10 Interesting Facts about Algeria

Sandwiched between Tunisia, Libya (in its east) and Morocco in the west, this north African country is just a short plane or one day ferry ride away from Europe. The north with its snow capped mountains and a gorgeous coastline is home to the urban cities of Algiers and Constantine and has some of the most beautiful Roman empire sites.

10 Interesting Facts about Algeria

1) Almost 90 percent of this country is covered by the Sahara desert. So people inhabit only 12% of the total land.

2) This country can get really hot! In 2011, the town of Salah recorded a temperature of 50.8 C.

3) Unlike in most Islamic nations, women’s status and position in Algeria is much better. Women make up 60% of Algeria’s judges, 70% of the lawyers, and 60% of the student population. They have a bigger household income contribution than men.

4) You won’t find alcohol very easily in Algeria. Restaurants don’t usually sell alcohol and out of the few who do, some don’t have it listed on their menus!!

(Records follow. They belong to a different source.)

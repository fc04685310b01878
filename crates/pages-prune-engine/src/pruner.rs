use crate::filter::{DeletionFilter, PrunePolicy};
use crate::{DeletionExecutor, DeploymentLister, Result, resolve_production_deployment};
use pages_prune_api::{Deployment, PagesApi};
use pages_prune_config::{Config, Mode};
use std::ops::ControlFlow;
use std::sync::Arc;
use std::time::Duration;
use tracing::{debug, error, info};

#[derive(Debug, Clone, Default, PartialEq, Eq)]
pub struct RunSummary {
    pub total_pages: u32,
    pub pages_visited: u32,
    /// Deployments examined, eligible or not.
    pub total: u32,
    pub deleted: u32,
    pub failed: u32,
    /// The deletion budget ended the run before every page was visited.
    pub stopped_early: bool,
}

/// Walks a project's deployments from the oldest page to the newest and
/// deletes the ones selected by the run mode, up to `max_deletes`.
pub struct Pruner {
    api: Arc<dyn PagesApi>,
    lister: DeploymentLister,
    executor: DeletionExecutor,
    mode: Mode,
    max_deletes: u32,
    page_throttle: Duration,
}

impl Pruner {
    pub fn new(api: Arc<dyn PagesApi>, config: &Config) -> Self {
        Self {
            lister: DeploymentLister::new(api.clone(), config.project_name.clone()),
            executor: DeletionExecutor::new(
                api.clone(),
                config.project_name.clone(),
                config.delete_throttle,
            ),
            api,
            mode: config.mode.clone(),
            max_deletes: config.max_deletes,
            page_throttle: config.page_throttle,
        }
    }

    async fn policy(&self) -> Result<PrunePolicy> {
        match self.mode {
            Mode::Skipped => Ok(PrunePolicy::skipped()),
            Mode::NonProduction { keep_first_n_pages } => {
                let production_id = resolve_production_deployment(self.api.as_ref()).await?;
                Ok(PrunePolicy::non_production(production_id, keep_first_n_pages))
            }
        }
    }

    pub async fn run(&self) -> Result<RunSummary> {
        let policy = self.policy().await?;

        let total_pages = self.lister.total_pages().await?;

        if policy.protected_pages > 0 {
            info!(
                "Keeping first {} pages of deployments",
                policy.protected_pages
            );
        }

        let mut summary = RunSummary {
            total_pages,
            ..Default::default()
        };

        for page in (1..=total_pages).rev() {
            if policy.is_protected(page) {
                info!(
                    "Skipping page {} as it's in the protected first {} pages",
                    page, policy.protected_pages
                );
                continue;
            }

            info!("Processing page {}/{}", page, total_pages);

            let deployments = self.lister.page(page).await?;
            summary.pages_visited += 1;

            if deployments.is_empty() {
                info!("No deployments found on page {}, skipping", page);
                continue;
            }

            let deployments = policy.order.arrange(deployments);

            if self
                .process_page(deployments, &policy.filter, &mut summary)
                .await
                .is_break()
            {
                summary.stopped_early = true;
                info!(
                    "Stopped after deleting {} {} deployments",
                    summary.deleted,
                    policy.filter.describe()
                );
                break;
            }

            info!("Finished processing page {}", page);
            tokio::time::sleep(self.page_throttle).await;
        }

        info!(
            "Summary: Processed {} deployments. Deleted {} {} deployments ({} failed)",
            summary.total,
            summary.deleted,
            policy.filter.describe(),
            summary.failed
        );

        Ok(summary)
    }

    /// Breaks once the deletion budget is used up.
    async fn process_page(
        &self,
        deployments: Vec<Deployment>,
        filter: &DeletionFilter,
        summary: &mut RunSummary,
    ) -> ControlFlow<()> {
        for deployment in deployments {
            summary.total += 1;

            if !filter.is_eligible(&deployment) {
                match filter {
                    DeletionFilter::ExcludeProduction { .. } => {
                        info!("Keeping production deployment: {}", deployment.id)
                    }
                    DeletionFilter::Skipped => {
                        debug!("Keeping deployment {}", deployment.short_id)
                    }
                }
                continue;
            }

            if summary.deleted >= self.max_deletes {
                return ControlFlow::Break(());
            }

            match self.executor.delete(&deployment).await {
                Ok(()) => summary.deleted += 1,
                Err(e) => {
                    error!("{}", e);
                    summary.failed += 1;
                }
            }

            if summary.deleted >= self.max_deletes {
                return ControlFlow::Break(());
            }
        }

        ControlFlow::Continue(())
    }
}
use pages_prune_api::Deployment;

#[derive(Debug, Clone, PartialEq, Eq)]
pub enum DeletionFilter {
    /// Only deployments whose build was skipped.
    Skipped,
    /// Everything except the live deployment.
    ExcludeProduction { production_id: String },
}

impl DeletionFilter {
    pub fn is_eligible(&self, deployment: &Deployment) -> bool {
        match self {
            DeletionFilter::Skipped => deployment.is_skipped,
            DeletionFilter::ExcludeProduction { production_id } => {
                deployment.id != *production_id
            }
        }
    }

    pub fn describe(&self) -> &'static str {
        match self {
            DeletionFilter::Skipped => "skipped",
            DeletionFilter::ExcludeProduction { .. } => "non-production",
        }
    }
}

/// Order in which records within a single page are visited.
#[derive(Debug, Clone, Copy, PartialEq, Eq)]
pub enum PageOrder {
    /// As returned by the API (newest first).
    Natural,
    /// Oldest first.
    Reversed,
}

impl PageOrder {
    pub fn arrange(self, mut deployments: Vec<Deployment>) -> Vec<Deployment> {
        if self == PageOrder::Reversed {
            deployments.reverse();
        }
        deployments
    }
}

/// How a run walks the deployment list and what it removes. Pages are
/// always visited from the oldest (highest number) down to page 1.
#[derive(Debug, Clone, PartialEq, Eq)]
pub struct PrunePolicy {
    pub filter: DeletionFilter,
    pub order: PageOrder,
    /// Pages `1..=protected_pages` are never listed for deletion.
    pub protected_pages: u32,
}

impl PrunePolicy {
    pub fn skipped() -> Self {
        Self {
            filter: DeletionFilter::Skipped,
            order: PageOrder::Reversed,
            protected_pages: 0,
        }
    }

    pub fn non_production(production_id: String, keep_first_n_pages: u32) -> Self {
        Self {
            filter: DeletionFilter::ExcludeProduction { production_id },
            order: PageOrder::Natural,
            protected_pages: keep_first_n_pages,
        }
    }

    pub fn is_protected(&self, page: u32) -> bool {
        page <= self.protected_pages
    }
}

#[cfg(test)]
mod tests {
    use super::*;

    fn deployment(id: &str, is_skipped: bool) -> Deployment {
        Deployment {
            id: id.to_string(),
            short_id: id.chars().take(8).collect(),
            project_name: "site".to_string(),
            environment: "preview".to_string(),
            url: None,
            created_on: "2024-01-01T00:00:00Z".to_string(),
            is_skipped,
        }
    }

    #[test]
    fn test_skip_filter() {
        let filter = DeletionFilter::Skipped;
        assert!(filter.is_eligible(&deployment("a", true)));
        assert!(!filter.is_eligible(&deployment("b", false)));
    }

    #[test]
    fn test_production_filter_ignores_skip_flag() {
        let filter = DeletionFilter::ExcludeProduction {
            production_id: "live".to_string(),
        };
        assert!(!filter.is_eligible(&deployment("live", false)));
        assert!(!filter.is_eligible(&deployment("live", true)));
        assert!(filter.is_eligible(&deployment("old", false)));
        assert!(filter.is_eligible(&deployment("older", true)));
    }

    #[test]
    fn test_page_order() {
        let page = vec![deployment("new", false), deployment("old", false)];

        let natural = PageOrder::Natural.arrange(page.clone());
        assert_eq!(natural[0].id, "new");

        let reversed = PageOrder::Reversed.arrange(page);
        assert_eq!(reversed[0].id, "old");
        assert_eq!(reversed[1].id, "new");
    }

    #[test]
    fn test_skipped_policy_protects_nothing() {
        let policy = PrunePolicy::skipped();
        assert_eq!(policy.order, PageOrder::Reversed);
        assert!(!policy.is_protected(1));
    }

    #[test]
    fn test_non_production_policy_protects_first_pages() {
        let policy = PrunePolicy::non_production("live".to_string(), 2);
        assert_eq!(policy.order, PageOrder::Natural);
        assert!(policy.is_protected(1));
        assert!(policy.is_protected(2));
        assert!(!policy.is_protected(3));
    }
}
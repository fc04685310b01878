use cloudflare::framework::response::ApiFailure;
use thiserror::Error;

#[derive(Debug, Error)]
pub enum ApiError {
    #[error("Cloudflare API error: {0}")]
    CloudflareApi(#[from] cloudflare::framework::Error),

    #[error("{}", failure_message(.0))]
    CloudflareApiFailure(#[from] ApiFailure),

    #[error("Invalid Cloudflare API response: {0}")]
    Decode(#[from] serde_json::Error),

    #[error("Invalid CF_API_BASE_URL {url:?}: {reason}")]
    InvalidBaseUrl { url: String, reason: String },
}

/// The first error the API reported, falling back to the HTTP status.
fn failure_message(failure: &ApiFailure) -> String {
    match failure {
        ApiFailure::Error(status, errors) => match errors.errors.first() {
            Some(info) => info.message.clone(),
            None => format!("HTTP {status}"),
        },
        ApiFailure::Invalid(e) => e.to_string(),
    }
}

pub type Result<T> = std::result::Result<T, ApiError>;
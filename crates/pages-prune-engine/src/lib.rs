mod error;
mod executor;
mod filter;
mod lister;
mod pruner;
mod resolver;

pub use error::{DeleteError, PruneError, Result};
pub use executor::DeletionExecutor;
pub use filter::{DeletionFilter, PageOrder, PrunePolicy};
pub use lister::DeploymentLister;
pub use pruner::{Pruner, RunSummary};
pub use resolver::resolve_production_deployment;
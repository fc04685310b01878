use crate::provider::{Deployment, Project};
use cloudflare::framework::endpoint::spec::EndpointSpec;
use cloudflare::framework::endpoint::{Method, serialize_query};
use cloudflare::framework::response::{ApiResult, ApiSuccess};
use serde::{Deserialize, Serialize};

/// List Pages deployments, newest first.
#[derive(Debug)]
pub struct ListDeployments<'a> {
    pub account_identifier: &'a str,
    pub project_name: &'a str,
    pub params: ListDeploymentsParams,
}

#[derive(Serialize, Clone, Copy, Debug, PartialEq, Eq)]
pub struct ListDeploymentsParams {
    pub per_page: u32,
    pub page: u32,
}

impl EndpointSpec for ListDeployments<'_> {
    type JsonResponse = DeploymentList;
    type ResponseType = ApiSuccess<Self::JsonResponse>;

    fn method(&self) -> Method {
        Method::GET
    }
    fn path(&self) -> String {
        format!(
            "accounts/{}/pages/projects/{}/deployments",
            self.account_identifier, self.project_name
        )
    }
    #[inline]
    fn query(&self) -> Option<String> {
        serialize_query(&self.params)
    }
}

/// Get Pages project, including its canonical (production) deployment.
#[derive(Debug)]
pub struct ProjectDetails<'a> {
    pub account_identifier: &'a str,
    pub project_name: &'a str,
}

impl EndpointSpec for ProjectDetails<'_> {
    type JsonResponse = Project;
    type ResponseType = ApiSuccess<Self::JsonResponse>;

    fn method(&self) -> Method {
        Method::GET
    }
    fn path(&self) -> String {
        format!(
            "accounts/{}/pages/projects/{}",
            self.account_identifier, self.project_name
        )
    }
}

/// Delete a Pages deployment. `force` also removes aliased deployments.
#[derive(Debug)]
pub struct DeleteDeployment<'a> {
    pub account_identifier: &'a str,
    pub project_name: &'a str,
    pub identifier: &'a str,
    pub force: bool,
}

impl EndpointSpec for DeleteDeployment<'_> {
    type JsonResponse = ();
    type ResponseType = ApiSuccess<Self::JsonResponse>;

    fn method(&self) -> Method {
        Method::DELETE
    }
    fn path(&self) -> String {
        format!(
            "accounts/{}/pages/projects/{}/deployments/{}",
            self.account_identifier, self.project_name, self.identifier
        )
    }
    #[inline]
    fn query(&self) -> Option<String> {
        self.force.then(|| "force=true".to_string())
    }
}

/// A `null` result is read as an empty page.
#[derive(Deserialize, Debug, Default)]
#[serde(transparent)]
pub struct DeploymentList(pub Option<Vec<Deployment>>);

impl ApiResult for DeploymentList {}
impl ApiResult for Project {}
use crate::Result;
use async_trait::async_trait;
use serde::Deserialize;

/// The subset of the Pages API the pruner needs. Implementations are scoped
/// to a single account and project.
#[async_trait]
pub trait PagesApi: Send + Sync {
    /// Lists one page of deployments, newest first. Page 1 is the newest.
    async fn list_deployments(&self, page: u32, per_page: u32) -> Result<DeploymentPage>;

    async fn get_project(&self) -> Result<Project>;

    /// `force` also removes deployments that are still aliased.
    async fn delete_deployment(&self, deployment_id: &str, force: bool) -> Result<()>;
}

#[derive(Debug, Clone, Deserialize, PartialEq, Eq)]
pub struct Deployment {
    pub id: String,
    #[serde(default)]
    pub short_id: String,
    #[serde(default)]
    pub project_name: String,
    #[serde(default)]
    pub environment: String,
    #[serde(default)]
    pub url: Option<String>,
    #[serde(default)]
    pub created_on: String,
    #[serde(default)]
    pub is_skipped: bool,
}

#[derive(Debug, Clone, Copy, Default, Deserialize, PartialEq, Eq)]
pub struct ResultInfo {
    #[serde(default)]
    pub page: u32,
    #[serde(default)]
    pub per_page: u32,
    #[serde(default)]
    pub count: u32,
    #[serde(default)]
    pub total_count: u32,
    #[serde(default)]
    pub total_pages: u32,
}

#[derive(Debug, Clone, Default)]
pub struct DeploymentPage {
    pub deployments: Vec<Deployment>,
    pub result_info: Option<ResultInfo>,
}

#[derive(Debug, Clone, Deserialize, PartialEq, Eq)]
pub struct DeploymentSummary {
    #[serde(default)]
    pub id: Option<String>,
    #[serde(default)]
    pub short_id: Option<String>,
}

#[derive(Debug, Clone, Deserialize)]
pub struct Project {
    pub name: String,
    #[serde(default)]
    pub canonical_deployment: Option<DeploymentSummary>,
}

5) Algerians drink tea throughout the day! There are many tea rooms and tea shops in Algeria, so I guess Indians would feel at home here.

If you visit an Algerian home, they will offer you dates and tea. Etzai, the mint tea is the most popular gift in Algeria.

Etzai, the mint tea

6) Algeria is a debt-free country, it doesn’t owe any money to any country. You’d think that is impressive. At the same time, it is a poor country, with one in every four people living under 1 dollar per day.

7) A few years back in , a man went to buy a donkey. As he and the seller kept bargaining for long, the donkey ate up the stack of notes that the man was going to buy him with. Since the donkey ate up all the money, there was a bitter dispute about who owned him now, and the matter went from lower courts, up till the Supreme Court.

Haha, I wonder if the two men later felt like asses 😉


8) Algeria had been under the regime of president Abdelalziz Bouteflika since 1999. After 20 years of being ruled by him, last year young Algerians protested when he decided to stand for elections for a fifth consecutive term. At 82 years old, Bouteflika has been ill and dormant for years, and young Algeria wanted a change.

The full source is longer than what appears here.